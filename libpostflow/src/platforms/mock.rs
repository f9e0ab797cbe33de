//! Mock platform adapter for testing
//!
//! A configurable [`PlatformAdapter`] that simulates successes, failures,
//! flaky providers and slow responses without credentials or network
//! access. Scheduler, monitor and API manager tests drive the pipeline
//! through it.

use async_trait::async_trait;
use chrono::{Duration as ChronoDuration, Utc};
use std::sync::{Arc, Mutex};
use std::time::Duration;
use tokio::time::sleep;

use crate::error::{PlatformError, Result};
use crate::platforms::{limits, oauth, PlatformAdapter};
use crate::types::{
    AccessTokenData, AuthorizationRequest, MediaMetadata, MediaUploadResult, Platform,
    PlatformUser, PostOptions, PostResult, RemotePostStatus,
};

/// Arguments of one `create_post` call
#[derive(Debug, Clone, PartialEq)]
pub struct CreateCall {
    pub content: String,
    pub media_ids: Vec<String>,
    pub reply_to: Option<String>,
    pub access_token: String,
}

#[derive(Debug, Default)]
struct MockState {
    create_calls: Vec<CreateCall>,
    refresh_calls: usize,
    status_calls: usize,
    upload_calls: usize,
    deleted: Vec<String>,
}

/// Configuration for mock adapter behavior
#[derive(Debug, Clone)]
pub struct MockConfig {
    pub platform: Platform,

    /// Error returned by `authorize`
    pub auth_error: Option<PlatformError>,

    /// Error returned by `refresh_token`
    pub refresh_error: Option<PlatformError>,

    /// Error returned by `create_post`
    pub post_error: Option<PlatformError>,

    /// Number of initial `create_post` calls that fail with `post_error`
    /// before succeeding; `None` fails every call
    pub fail_times: Option<usize>,

    /// Answer of `get_post_status`
    pub status: RemotePostStatus,

    /// Error returned by `get_post_status`
    pub status_error: Option<PlatformError>,

    /// Delay before completing operations (simulates network latency)
    pub delay: Duration,

    /// Inter-post delay used by `create_thread`
    pub thread_delay: Duration,
}

impl MockConfig {
    pub fn new(platform: Platform) -> Self {
        Self {
            platform,
            auth_error: None,
            refresh_error: None,
            post_error: None,
            fail_times: None,
            status: RemotePostStatus::Published { metrics: None },
            status_error: None,
            delay: Duration::ZERO,
            thread_delay: crate::platforms::THREAD_DELAY,
        }
    }
}

/// Mock platform adapter for testing
pub struct MockAdapter {
    config: MockConfig,
    state: Arc<Mutex<MockState>>,
}

impl MockAdapter {
    pub fn new(config: MockConfig) -> Self {
        Self {
            config,
            state: Arc::new(Mutex::new(MockState::default())),
        }
    }

    /// An adapter whose every operation succeeds
    pub fn success(platform: Platform) -> Self {
        Self::new(MockConfig::new(platform))
    }

    /// An adapter whose `create_post` always fails with `error`
    pub fn post_failure(platform: Platform, error: PlatformError) -> Self {
        Self::new(MockConfig {
            post_error: Some(error),
            ..MockConfig::new(platform)
        })
    }

    /// An adapter whose first `failures` posts fail, then succeed
    pub fn flaky(platform: Platform, failures: usize, error: PlatformError) -> Self {
        Self::new(MockConfig {
            post_error: Some(error),
            fail_times: Some(failures),
            ..MockConfig::new(platform)
        })
    }

    pub fn with_delay(platform: Platform, delay: Duration) -> Self {
        Self::new(MockConfig {
            delay,
            ..MockConfig::new(platform)
        })
    }

    /// An adapter reporting `status` for every submitted post
    pub fn with_status(platform: Platform, status: RemotePostStatus) -> Self {
        Self::new(MockConfig {
            status,
            ..MockConfig::new(platform)
        })
    }

    pub fn create_calls(&self) -> Vec<CreateCall> {
        self.lock().create_calls.clone()
    }

    pub fn create_call_count(&self) -> usize {
        self.lock().create_calls.len()
    }

    pub fn refresh_call_count(&self) -> usize {
        self.lock().refresh_calls
    }

    pub fn status_call_count(&self) -> usize {
        self.lock().status_calls
    }

    pub fn upload_call_count(&self) -> usize {
        self.lock().upload_calls
    }

    pub fn deleted_posts(&self) -> Vec<String> {
        self.lock().deleted.clone()
    }

    fn lock(&self) -> std::sync::MutexGuard<'_, MockState> {
        self.state.lock().unwrap_or_else(|poisoned| poisoned.into_inner())
    }

    async fn simulate_latency(&self) {
        if !self.config.delay.is_zero() {
            sleep(self.config.delay).await;
        }
    }
}

#[async_trait]
impl PlatformAdapter for MockAdapter {
    fn platform(&self) -> Platform {
        self.config.platform
    }

    fn character_limit(&self) -> Option<usize> {
        limits(self.config.platform).0
    }

    fn max_media(&self) -> usize {
        limits(self.config.platform).1
    }

    fn get_auth_url(&self) -> Result<AuthorizationRequest> {
        let state = oauth::generate_state();
        let url = oauth::authorize_url(
            self.config.platform,
            &format!("https://mock.invalid/{}/authorize", self.config.platform),
            &[("state", state.as_str())],
        )?;
        Ok(AuthorizationRequest {
            url,
            state,
            code_verifier: None,
        })
    }

    async fn authorize(&self, code: &str, _verifier: Option<&str>) -> Result<AccessTokenData> {
        self.simulate_latency().await;
        if let Some(error) = &self.config.auth_error {
            return Err(error.clone().into());
        }
        Ok(AccessTokenData {
            access_token: format!("mock-access-{}", code),
            refresh_token: Some("mock-refresh".to_string()),
            expires_at: Some(Utc::now() + ChronoDuration::hours(1)),
            token_type: Some("bearer".to_string()),
            scope: None,
        })
    }

    async fn refresh_token(&self, _refresh_token: &str) -> Result<AccessTokenData> {
        let count = {
            let mut state = self.lock();
            state.refresh_calls += 1;
            state.refresh_calls
        };
        self.simulate_latency().await;

        if let Some(error) = &self.config.refresh_error {
            return Err(error.clone().into());
        }
        Ok(AccessTokenData {
            access_token: format!("mock-access-refreshed-{}", count),
            refresh_token: None,
            expires_at: Some(Utc::now() + ChronoDuration::hours(1)),
            token_type: Some("bearer".to_string()),
            scope: None,
        })
    }

    async fn get_user(&self, _access_token: &str) -> Result<PlatformUser> {
        self.simulate_latency().await;
        Ok(PlatformUser {
            id: format!("{}-user-1", self.config.platform),
            username: "mock_user".to_string(),
            display_name: Some("Mock User".to_string()),
            profile_image: None,
            is_verified: Some(false),
        })
    }

    async fn upload_media(
        &self,
        _data: &[u8],
        mime_type: &str,
        _access_token: &str,
        _metadata: Option<&MediaMetadata>,
    ) -> Result<MediaUploadResult> {
        let media_type = crate::platforms::require_media_type(self.config.platform, mime_type)?;
        let count = {
            let mut state = self.lock();
            state.upload_calls += 1;
            state.upload_calls
        };
        self.simulate_latency().await;

        Ok(MediaUploadResult {
            media_id: format!("{}-media-{}", self.config.platform, count),
            media_type,
            url: None,
        })
    }

    async fn create_post(
        &self,
        content: &str,
        media_ids: &[String],
        access_token: &str,
        options: &PostOptions,
    ) -> Result<PostResult> {
        self.validate_content(content, media_ids)?;

        let attempt = {
            let mut state = self.lock();
            state.create_calls.push(CreateCall {
                content: content.to_string(),
                media_ids: media_ids.to_vec(),
                reply_to: options.reply_to.clone(),
                access_token: access_token.to_string(),
            });
            state.create_calls.len()
        };
        self.simulate_latency().await;

        if let Some(error) = &self.config.post_error {
            let failing = self.config.fail_times.map_or(true, |n| attempt <= n);
            if failing {
                return Err(error.clone().into());
            }
        }

        let id = format!("{}-post-{}", self.config.platform, attempt);
        let url = Some(format!("https://mock.invalid/{}/{}", self.config.platform, id));
        Ok(PostResult::new(self.config.platform, id, url))
    }

    async fn delete_post(&self, post_id: &str, _access_token: &str) -> Result<()> {
        self.simulate_latency().await;
        self.lock().deleted.push(post_id.to_string());
        Ok(())
    }

    async fn get_post_status(
        &self,
        _post_id: &str,
        _access_token: &str,
    ) -> Result<RemotePostStatus> {
        self.lock().status_calls += 1;
        self.simulate_latency().await;

        match &self.config.status_error {
            Some(error) => Err(error.clone().into()),
            None => Ok(self.config.status.clone()),
        }
    }

    fn thread_delay(&self) -> Duration {
        self.config.thread_delay
    }
}

#[cfg(test)]
mod tests {
    use super::*;
    use crate::error::ErrorCode;

    #[tokio::test]
    async fn test_success_records_calls() {
        let adapter = MockAdapter::success(Platform::Twitter);
        let result = adapter
            .create_post("Hello", &[], "token", &PostOptions::default())
            .await
            .unwrap();

        assert_eq!(result.id, "twitter-post-1");
        assert_eq!(result.platform, Platform::Twitter);
        assert_eq!(adapter.create_call_count(), 1);
        assert_eq!(adapter.create_calls()[0].access_token, "token");
    }

    #[tokio::test]
    async fn test_flaky_adapter_recovers() {
        let adapter = MockAdapter::flaky(Platform::LinkedIn, 2, PlatformError::network("reset"));
        let options = PostOptions::default();

        assert!(adapter.create_post("a", &[], "t", &options).await.is_err());
        assert!(adapter.create_post("a", &[], "t", &options).await.is_err());
        assert!(adapter.create_post("a", &[], "t", &options).await.is_ok());
    }

    #[tokio::test]
    async fn test_validation_happens_before_recording() {
        let adapter = MockAdapter::success(Platform::Instagram);
        let err = adapter
            .create_post("caption", &[], "t", &PostOptions::default())
            .await
            .unwrap_err();

        assert_eq!(err.code(), Some(ErrorCode::ValidationError));
        assert_eq!(adapter.create_call_count(), 0);
    }

    #[tokio::test]
    async fn test_status_and_refresh_counters() {
        let adapter = MockAdapter::with_status(
            Platform::Threads,
            RemotePostStatus::Failed {
                reason: "removed".to_string(),
            },
        );

        let status = adapter.get_post_status("p1", "t").await.unwrap();
        assert!(matches!(status, RemotePostStatus::Failed { .. }));
        assert_eq!(adapter.status_call_count(), 1);

        let token = adapter.refresh_token("r").await.unwrap();
        assert_eq!(token.access_token, "mock-access-refreshed-1");
        assert_eq!(adapter.refresh_call_count(), 1);
    }
}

ACTIVITY.
Among the lines above, find those containing the word "sleep" and copy each.

PROBLEM SOLUTION.
use tokio::time::sleep;
            sleep(self.config.delay).await;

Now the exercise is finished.